College baseball mascot

The Miami Maniac (often shortened to just The Maniac) is the official mascot of the Miami Hurricanes baseball program at the University of Miami in Coral Gables, Florida.

College Baseball Hall of Fame head coach Ron Fraser created the Maniac in 1982, with John Routh as the original performer. The Miami Maniac has an anthropomorphic body mostly covered by orange fur, with patches of green on his head and large snout. He usually wears a Miami baseball jersey with the number 1/2 on it.

The Maniac is the mascot of only Hurricanes baseball. Sebastian the Ibis represents Miami's other teams.

==History==
The Miami Maniac first appeared in 1982 and was played by a University of South Carolina (USC) undergraduate student named John Routh, who helped create the Gamecocks' mascot Cocky. Routh's performance as Cocky at Gamecock baseball games had such a positive response that he was invited to the 1981 College World Series (CWS) to perform as the Series' official mascot. Miami head baseball coach Ron Fraser was impressed by Cocky's performance at the CWS. Fraser was always looking for opportunities to promote Hurricane baseball and college baseball generally and decided to create a mascot specifically for Hurricane baseball.

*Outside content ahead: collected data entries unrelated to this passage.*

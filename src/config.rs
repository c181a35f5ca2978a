use crate::Result;
use ::config::{Config, Environment, File};
use serde::{Deserialize, Serialize};
use std::path::{Path, PathBuf};
use std::time::Duration;
use tracing::debug;

/// The `ScraperConfig` struct holds the configuration settings for the scraper application.
/// It includes the listing endpoint, the site root for detail pages, the pool size and HTTP settings.
#[derive(Debug, Clone, Serialize, Deserialize)]
pub struct ScraperConfig {
    /// The listing endpoint returning the product references as JSON.
    pub listing_url: String,
    /// The root URL that product references are resolved against.
    pub site_root: String,
    /// Country filter; together with `container` it replaces `listing_url`.
    pub country: Option<String>,
    /// Container filter, e.g. `Bouteille`.
    pub container: Option<String>,
    /// The number of workers used by the pooled strategy.
    pub workers: i64,
    /// The timeout in seconds for HTTP requests.
    pub timeout_secs: u64,
    /// The user agent string to be used in HTTP requests.
    pub user_agent: String,
    /// Directory receiving a CSV export of the scraped records, if set.
    pub output_dir: Option<PathBuf>,
    /// Whether progress bars are drawn while batches run.
    pub show_progress: bool,
}

impl Default for ScraperConfig {
    /// Provides default values for the `ScraperConfig` struct.
    ///
    /// # Returns
    ///
    /// A `ScraperConfig` instance with default settings.
    fn default() -> Self {
        Self {
            listing_url: String::from(crate::DEFAULT_LISTING_URL),
            site_root: String::from(crate::DEFAULT_SITE_ROOT),
            country: None,
            container: None,
            workers: crate::DEFAULT_WORKERS,
            timeout_secs: crate::DEFAULT_TIMEOUT.as_secs(),
            user_agent: String::from("Mozilla/5.0 (compatible; RustBot/1.0)"),
            output_dir: None,
            show_progress: false,
        }
    }
}

impl ScraperConfig {
    /// Prefix of the environment variables overriding configuration values.
    pub const ENV_PREFIX: &'static str = "BEER_SCRAPE";

    /// Loads the configuration by layering, in increasing priority, the defaults,
    /// an optional configuration file and `BEER_SCRAPE_*` environment variables.
    ///
    /// # Arguments
    ///
    /// * `path` - An optional configuration file; its format is taken from the extension.
    ///
    /// # Returns
    ///
    /// A `Result` containing the merged configuration, or an error if a source is invalid.
    pub fn load(path: Option<&Path>) -> Result<Self> {
        let mut builder = Config::builder().add_source(Config::try_from(&Self::default())?);

        if let Some(path) = path {
            debug!("Reading configuration from {}", path.display());
            builder = builder.add_source(File::from(path).required(true));
        }

        let settings = builder
            .add_source(Environment::with_prefix(Self::ENV_PREFIX).try_parsing(true))
            .build()?;

        Ok(settings.try_deserialize()?)
    }

    /// The timeout duration for HTTP requests.
    pub fn timeout(&self) -> Duration {
        Duration::from_secs(self.timeout_secs)
    }

    /// The listing endpoint to scrape: the search endpoint filtered by `country` and
    /// `container` when both are set, `listing_url` otherwise.
    pub fn resolved_listing_url(&self) -> String {
        match (&self.country, &self.container) {
            (Some(country), Some(container)) => self.listing_url_for(country, container),
            _ => self.listing_url.clone(),
        }
    }

    /// Builds a search endpoint URL filtering the listing by country and container.
    pub fn listing_url_for(&self, country: &str, container: &str) -> String {
        format!(
            "{}fr-FR/api/search/searchProducts?country={}&container={}",
            with_trailing_slash(&self.site_root),
            urlencoding::encode(country),
            urlencoding::encode(container)
        )
    }
}

fn with_trailing_slash(root: &str) -> String {
    if root.ends_with('/') {
        root.to_string()
    } else {
        format!("{}/", root)
    }
}
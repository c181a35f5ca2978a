use crate::listing::PageFetcher;
use crate::scraper::{ProductLayout, ProductScraper};
use crate::{BatchResult, Record, Result, ScraperConfig, ScraperError};
use futures::{stream, StreamExt, TryStreamExt};
use indicatif::{ProgressBar, ProgressStyle};
use std::collections::VecDeque;
use std::fmt;
use std::future::Future;
use std::sync::{Arc, Mutex};
use std::time::Instant;
use tokio::sync::mpsc::{self, UnboundedSender};
use tokio::task::JoinSet;
use tracing::{debug, error, info, instrument, warn};

/// Turns one page identifier into one record.
///
/// This is the only seam between the batch runner and the outside world: fetching
/// and parsing both happen behind it.
pub trait Extract: Send + Sync + 'static {
    fn extract(&self, identifier: &str) -> impl Future<Output = Result<Record>> + Send;
}

/// Fetches a product page over HTTP and parses it into a record.
pub struct ProductPageExtractor {
    fetcher: PageFetcher,
    scraper: ProductScraper,
}

impl ProductPageExtractor {
    pub fn new(fetcher: PageFetcher, scraper: ProductScraper) -> Self {
        Self { fetcher, scraper }
    }

    /// Builds an extractor with a fresh HTTP client and the default page layout.
    pub fn from_config(config: &ScraperConfig) -> Result<Self> {
        Ok(Self::new(
            PageFetcher::new(config)?,
            ProductScraper::new(&ProductLayout::default())?,
        ))
    }
}

impl Extract for ProductPageExtractor {
    async fn extract(&self, identifier: &str) -> Result<Record> {
        let html = self.fetcher.fetch(identifier).await?;
        self.scraper.extract(&html, identifier)
    }
}

/// The execution policy of a batch.
#[derive(Debug, Clone, Copy, PartialEq, Eq)]
pub enum Strategy {
    /// One page at a time, in input order.
    Sequential,
    /// A fixed-size pool of concurrent workers.
    Pooled(usize),
}

impl Strategy {
    /// Builds a pooled strategy, rejecting non-positive worker counts.
    pub fn pooled(workers: i64) -> Result<Self> {
        if workers <= 0 {
            return Err(ScraperError::ConfigError(format!(
                "Worker count must be positive, got {}",
                workers
            )));
        }
        Ok(Self::Pooled(workers as usize))
    }

    /// Parses a mode name as used in configuration: `sequential` or `parallel`.
    pub fn from_mode(mode: &str, workers: i64) -> Result<Self> {
        match mode.trim().to_ascii_lowercase().as_str() {
            "sequential" => Ok(Self::Sequential),
            "parallel" | "pooled" => Self::pooled(workers),
            other => Err(ScraperError::ConfigError(format!(
                "Unknown mode '{}', expected 'sequential' or 'parallel'",
                other
            ))),
        }
    }

    pub fn name(&self) -> &'static str {
        match self {
            Self::Sequential => "sequential",
            Self::Pooled(_) => "parallel",
        }
    }

    fn validate(&self) -> Result<()> {
        match self {
            Self::Pooled(0) => Err(ScraperError::ConfigError(
                "Worker count must be positive, got 0".to_string(),
            )),
            _ => Ok(()),
        }
    }
}

impl fmt::Display for Strategy {
    fn fmt(&self, f: &mut fmt::Formatter<'_>) -> fmt::Result {
        match self {
            Self::Sequential => f.write_str("sequential"),
            Self::Pooled(workers) => write!(f, "parallel ({} workers)", workers),
        }
    }
}

type WorkQueue = Arc<Mutex<VecDeque<(usize, String)>>>;

/// The `BatchRunner` struct turns an ordered list of page identifiers into an ordered
/// list of records, timing the run.
pub struct BatchRunner<E> {
    extractor: Arc<E>,
    show_progress: bool,
}

impl<E: Extract> BatchRunner<E> {
    pub fn new(extractor: E) -> Self {
        Self::from_shared(Arc::new(extractor))
    }

    /// Creates a runner around an extractor the caller keeps a handle to.
    pub fn from_shared(extractor: Arc<E>) -> Self {
        Self {
            extractor,
            show_progress: false,
        }
    }

    /// Draws a progress bar on the terminal while batches run.
    pub fn with_progress(mut self, show_progress: bool) -> Self {
        self.show_progress = show_progress;
        self
    }

    /// Extracts one record per identifier with the given strategy.
    ///
    /// # Arguments
    ///
    /// * `identifiers` - The page identifiers, in the order records must be returned.
    /// * `strategy` - How extraction work is scheduled.
    ///
    /// # Returns
    ///
    /// A `Result` containing the elapsed time and the records in input order, or a
    /// `BatchError` for the first failing identifier. No partial result is ever returned.
    #[instrument(skip(self, identifiers, strategy), fields(pages = identifiers.len(), strategy = %strategy))]
    pub async fn run(&self, identifiers: &[String], strategy: Strategy) -> Result<BatchResult> {
        strategy.validate()?;

        if identifiers.is_empty() {
            debug!("Nothing to extract");
            return Ok(BatchResult::empty());
        }

        info!("Extracting {} pages", identifiers.len());
        let progress = self.progress_bar(identifiers.len(), strategy);

        let started = Instant::now();
        let outcome = match strategy {
            Strategy::Sequential => self.run_sequential(identifiers, &progress).await,
            Strategy::Pooled(workers) => self.run_pooled(identifiers, workers, &progress).await,
        };
        let elapsed = started.elapsed();

        match outcome {
            Ok(records) => {
                progress.finish_with_message(format!("Extracted {} pages", records.len()));
                info!("Extracted {} pages in {:.2?}", records.len(), elapsed);
                Ok(BatchResult { elapsed, records })
            }
            Err(e) => {
                progress.abandon_with_message("Batch aborted");
                error!("Batch aborted after {:.2?}: {}", elapsed, e);
                Err(e)
            }
        }
    }

    async fn run_sequential(
        &self,
        identifiers: &[String],
        progress: &ProgressBar,
    ) -> Result<Vec<Record>> {
        stream::iter(identifiers)
            .then(|identifier| async move {
                let outcome = self.extractor.extract(identifier).await;
                progress.inc(1);
                outcome.map_err(|source| batch_error(identifier, source))
            })
            .try_collect()
            .await
    }

    async fn run_pooled(
        &self,
        identifiers: &[String],
        workers: usize,
        progress: &ProgressBar,
    ) -> Result<Vec<Record>> {
        let queue: WorkQueue = Arc::new(Mutex::new(
            identifiers.iter().cloned().enumerate().collect(),
        ));
        let (results_tx, mut results_rx) = mpsc::unbounded_channel();

        let pool_size = workers.min(identifiers.len());
        let mut pool = JoinSet::new();
        for worker in 0..pool_size {
            pool.spawn(work(
                worker,
                Arc::clone(&self.extractor),
                Arc::clone(&queue),
                results_tx.clone(),
            ));
        }
        drop(results_tx);
        debug!("Started {} workers", pool_size);

        let mut slots: Vec<Option<Record>> = vec![None; identifiers.len()];
        let mut failure = None;

        while let Some((index, outcome)) = results_rx.recv().await {
            match outcome {
                Ok(record) => {
                    slots[index] = Some(record);
                    progress.inc(1);
                }
                Err(source) => {
                    failure = Some(batch_error(&identifiers[index], source));
                    break;
                }
            }
        }

        if failure.is_some() {
            pool.abort_all();
        }

        // Every worker is joined before returning, whatever the outcome.
        while let Some(joined) = pool.join_next().await {
            if let Err(e) = joined {
                if e.is_panic() {
                    warn!("Worker panicked: {}", e);
                    if failure.is_none() {
                        failure = Some(ScraperError::WorkerError(e.to_string()));
                    }
                }
            }
        }
        debug!("Worker pool torn down");

        if let Some(e) = failure {
            return Err(e);
        }

        slots
            .into_iter()
            .zip(identifiers)
            .map(|(slot, identifier)| {
                slot.ok_or_else(|| {
                    ScraperError::WorkerError(format!("No record produced for {}", identifier))
                })
            })
            .collect()
    }

    fn progress_bar(&self, len: usize, strategy: Strategy) -> ProgressBar {
        if !self.show_progress {
            return ProgressBar::hidden();
        }

        let bar = ProgressBar::new(len as u64);
        if let Ok(style) =
            ProgressStyle::default_bar().template("{spinner:.green} {msg} [{bar:30}] {pos}/{len}")
        {
            bar.set_style(style);
        }
        bar.set_message(format!("Scraping ({})", strategy));
        bar
    }
}

/// Pulls identifiers off the shared queue until it is empty or an extraction fails.
async fn work<E: Extract>(
    worker: usize,
    extractor: Arc<E>,
    queue: WorkQueue,
    results: UnboundedSender<(usize, Result<Record>)>,
) {
    while let Some((index, identifier)) = next_item(&queue) {
        debug!(worker, index, "Extracting {}", identifier);

        let outcome = extractor.extract(&identifier).await;
        let failed = outcome.is_err();
        if results.send((index, outcome)).is_err() || failed {
            break;
        }
    }
}

fn next_item(queue: &WorkQueue) -> Option<(usize, String)> {
    queue.lock().ok()?.pop_front()
}

fn batch_error(identifier: &str, source: ScraperError) -> ScraperError {
    ScraperError::BatchError {
        identifier: identifier.to_string(),
        source: Box::new(source),
    }
}
use crate::{Record, Result, ScraperError};
use scraper::{ElementRef, Html, Selector};
use tracing::instrument;

/// Field names of a product record, in export order.
pub const FIELD_NAME: &str = "name";
pub const FIELD_STYLE: &str = "style";
pub const FIELD_VOLUME: &str = "volume";
pub const FIELD_ALCOHOL: &str = "alcohol";
pub const FIELD_ORIGIN: &str = "origin";
pub const FIELD_BREWER: &str = "brewer";

/// CSS selectors describing where product fields live on a detail page.
///
/// The plain detail cells (`detail`) appear in a fixed order: style, alcohol
/// content, brewer. Volume and origin carry their own marker class.
#[derive(Debug, Clone)]
pub struct ProductLayout {
    pub container: String,
    pub name: String,
    pub detail: String,
    pub volume: String,
    pub origin: String,
}

impl Default for ProductLayout {
    fn default() -> Self {
        Self {
            container: String::from("div.small-12.content-column"),
            name: String::from("h1"),
            detail: String::from(r#"dd[class="small-6 medium-9 columns"]"#),
            volume: String::from("dd.js-beer-volume"),
            origin: String::from("dd.js-beer-country"),
        }
    }
}

/// The `ProductScraper` struct turns a product detail page into a [`Record`].
#[derive(Debug, Clone)]
pub struct ProductScraper {
    container: Selector,
    name: Selector,
    detail: Selector,
    volume: Selector,
    origin: Selector,
    link: Selector,
}

impl ProductScraper {
    /// Creates a new `ProductScraper` from the given layout.
    ///
    /// # Arguments
    ///
    /// * `layout` - The selectors locating each product field.
    ///
    /// # Returns
    ///
    /// A `Result` containing the scraper, or an error if one of the selectors is invalid.
    pub fn new(layout: &ProductLayout) -> Result<Self> {
        Ok(Self {
            container: parse_selector(&layout.container)?,
            name: parse_selector(&layout.name)?,
            detail: parse_selector(&layout.detail)?,
            volume: parse_selector(&layout.volume)?,
            origin: parse_selector(&layout.origin)?,
            link: parse_selector("a")?,
        })
    }

    /// Extracts the product fields from the given HTML string.
    ///
    /// # Arguments
    ///
    /// * `html` - The HTML string to be parsed.
    /// * `url` - The URL of the HTML document, used in error messages.
    ///
    /// # Returns
    ///
    /// A `Result` containing the product record, or a parse error naming the first missing field.
    #[instrument(skip(self, html), fields(html_length = html.len()))]
    pub fn extract(&self, html: &str, url: &str) -> Result<Record> {
        let document = Html::parse_document(html);
        let missing = |what: &str| ScraperError::ParseError(format!("{}: missing {}", url, what));

        let info = document
            .select(&self.container)
            .next()
            .ok_or_else(|| missing("product section"))?;

        let name = info
            .select(&self.name)
            .next()
            .map(text_of)
            .ok_or_else(|| missing(FIELD_NAME))?;

        let details: Vec<ElementRef> = info.select(&self.detail).collect();

        let style = details
            .first()
            .and_then(|cell| cell.select(&self.link).next())
            .map(text_of)
            .ok_or_else(|| missing(FIELD_STYLE))?;

        let volume = info
            .select(&self.volume)
            .next()
            .map(text_of)
            .ok_or_else(|| missing(FIELD_VOLUME))?;
        let volume = parse_volume(&volume).ok_or_else(|| {
            ScraperError::ParseError(format!("{}: invalid volume '{}'", url, volume))
        })?;

        let alcohol = details
            .get(1)
            .map(|cell| text_of(*cell))
            .ok_or_else(|| missing(FIELD_ALCOHOL))?;
        let alcohol = parse_alcohol(&alcohol).ok_or_else(|| {
            ScraperError::ParseError(format!("{}: invalid alcohol content '{}'", url, alcohol))
        })?;

        let origin = info
            .select(&self.origin)
            .next()
            .map(text_of)
            .ok_or_else(|| missing(FIELD_ORIGIN))?;

        let brewer = details
            .get(2)
            .map(|cell| text_of(*cell))
            .ok_or_else(|| missing(FIELD_BREWER))?;

        Ok(Record::new()
            .with_field(FIELD_NAME, name)
            .with_field(FIELD_STYLE, style)
            .with_field(FIELD_VOLUME, volume)
            .with_field(FIELD_ALCOHOL, alcohol)
            .with_field(FIELD_ORIGIN, origin)
            .with_field(FIELD_BREWER, brewer))
    }
}

fn parse_selector(css: &str) -> Result<Selector> {
    Selector::parse(css)
        .map_err(|e| ScraperError::ParseError(format!("Invalid selector '{}': {}", css, e)))
}

/// Collects the text of an element with whitespace normalized.
fn text_of(element: ElementRef) -> String {
    element
        .text()
        .collect::<String>()
        .split_whitespace()
        .collect::<Vec<_>>()
        .join(" ")
}

/// "33 cl" -> 33
fn parse_volume(text: &str) -> Option<i64> {
    text.split_whitespace().next()?.parse().ok()
}

/// "5,5%" -> 5.5
fn parse_alcohol(text: &str) -> Option<f64> {
    text.replace(',', ".").replace('%', "").trim().parse().ok()
}

#[cfg(test)]
mod tests {
    use super::*;
    use crate::FieldValue;

    const PRODUCT_PAGE: &str = r#"
        <!DOCTYPE html>
        <html>
            <body>
                <div class="small-12 content-column">
                    <h1>
                        Gallia Pale Ale
                    </h1>
                    <dl>
                        <dt>Style</dt>
                        <dd class="small-6 medium-9 columns"><a href="/styles/pale-ale">Pale Ale</a></dd>
                        <dt>Contenu</dt>
                        <dd class="small-6 medium-9 columns js-beer-volume">33 cl</dd>
                        <dt>Degré d'alcool</dt>
                        <dd class="small-6 medium-9 columns">5,5%</dd>
                        <dt>Origine</dt>
                        <dd class="small-6 medium-9 columns js-beer-country">France</dd>
                        <dt>Brasseur</dt>
                        <dd class="small-6 medium-9 columns">Brasserie Gallia Paris</dd>
                    </dl>
                </div>
            </body>
        </html>
    "#;

    fn scraper() -> ProductScraper {
        ProductScraper::new(&ProductLayout::default()).unwrap()
    }

    #[test]
    fn test_product_extraction() {
        let record = scraper().extract(PRODUCT_PAGE, "https://example.com/gallia").unwrap();

        assert_eq!(
            record.field_names().collect::<Vec<_>>(),
            vec!["name", "style", "volume", "alcohol", "origin", "brewer"]
        );
        assert_eq!(record.get(FIELD_NAME), Some(&FieldValue::from("Gallia Pale Ale")));
        assert_eq!(record.get(FIELD_STYLE), Some(&FieldValue::from("Pale Ale")));
        assert_eq!(record.get(FIELD_VOLUME), Some(&FieldValue::Integer(33)));
        assert_eq!(record.get(FIELD_ALCOHOL), Some(&FieldValue::Float(5.5)));
        assert_eq!(record.get(FIELD_ORIGIN), Some(&FieldValue::from("France")));
        assert_eq!(record.get(FIELD_BREWER), Some(&FieldValue::from("Brasserie Gallia Paris")));
    }

    #[test]
    fn test_missing_section() {
        let result = scraper().extract("<html><body></body></html>", "https://example.com/empty");

        match result {
            Err(ScraperError::ParseError(message)) => {
                assert!(message.contains("https://example.com/empty"));
                assert!(message.contains("product section"));
            }
            other => panic!("unexpected result: {:?}", other),
        }
    }

    #[test]
    fn test_invalid_volume() {
        let html = PRODUCT_PAGE.replace("33 cl", "unknown");
        let result = scraper().extract(&html, "https://example.com/gallia");

        assert!(matches!(result, Err(ScraperError::ParseError(m)) if m.contains("invalid volume")));
    }

    #[test]
    fn test_invalid_selector() {
        let layout = ProductLayout {
            container: String::from("div[["),
            ..ProductLayout::default()
        };

        assert!(ProductScraper::new(&layout).is_err());
    }

    #[test]
    fn test_parse_helpers() {
        assert_eq!(parse_volume("75 cl"), Some(75));
        assert_eq!(parse_volume(""), None);
        assert_eq!(parse_alcohol("8,0 %"), Some(8.0));
        assert_eq!(parse_alcohol("n/a"), None);
    }
}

The following year, in 1982, Fraser and a major university donor helped create the Miami Maniac. They introduced the Maniac during Miami's series against Florida State that year and invited Routh down from South Carolina to show students how to work a crowd. After the Hurricanes won their first CWS championship in 1982, Fraser offered Routh a permanent position as assistant director of marketing, which included performing as both the Miami Maniac and Sebastian the Ibis. Routh, who had just graduated from USC, accepted the position. During his tenure at the Miami, Routh created many of the cheers now associated with Hurricanes athletics. The Maniac developed the "C-A-N-E-S... Canes!" cheer, which has become a popular tradition among Miami football fans.

=== Wedding ===
In March 1985, the Miami Maniac married Mrs. Maniac, who was performed by Nancy Vasquez, in a ceremony during a game between the Hurricanes and the Maine Black Bears. The 14-minute ceremony was nationally broadcast live in its entirety on ESPN. Longtime Miami baseball and football announcer Jay Rokeach conducted the ceremony. Sebastian the Ibis served the Maniac's best man. Other mascots in attendance included Budweiser's Bud Man, McDonald's character Grimace, and McGruff the Crime Dog.

=== Other events ===
In addition to performing at Miami baseball games and other university functions, the Maniac performs at various sporting and charity events. The Maniac has appeared at various Minor League Baseball games throughout Florida and has entertained in 49 of the 50 U.S. states and in Europe and Japan.

From 1983 through 1991, the Maniac was the official mascot of the NCAA Division I College World Series in Omaha, Nebraska, although the character had to wear a neutral jersey during each series to avoid being seen as favoring Miami when they participated in the tournament.

The Hurricanes released a non-fungible token (NFT) of the Maniac after launching their own NFT platform in 2021.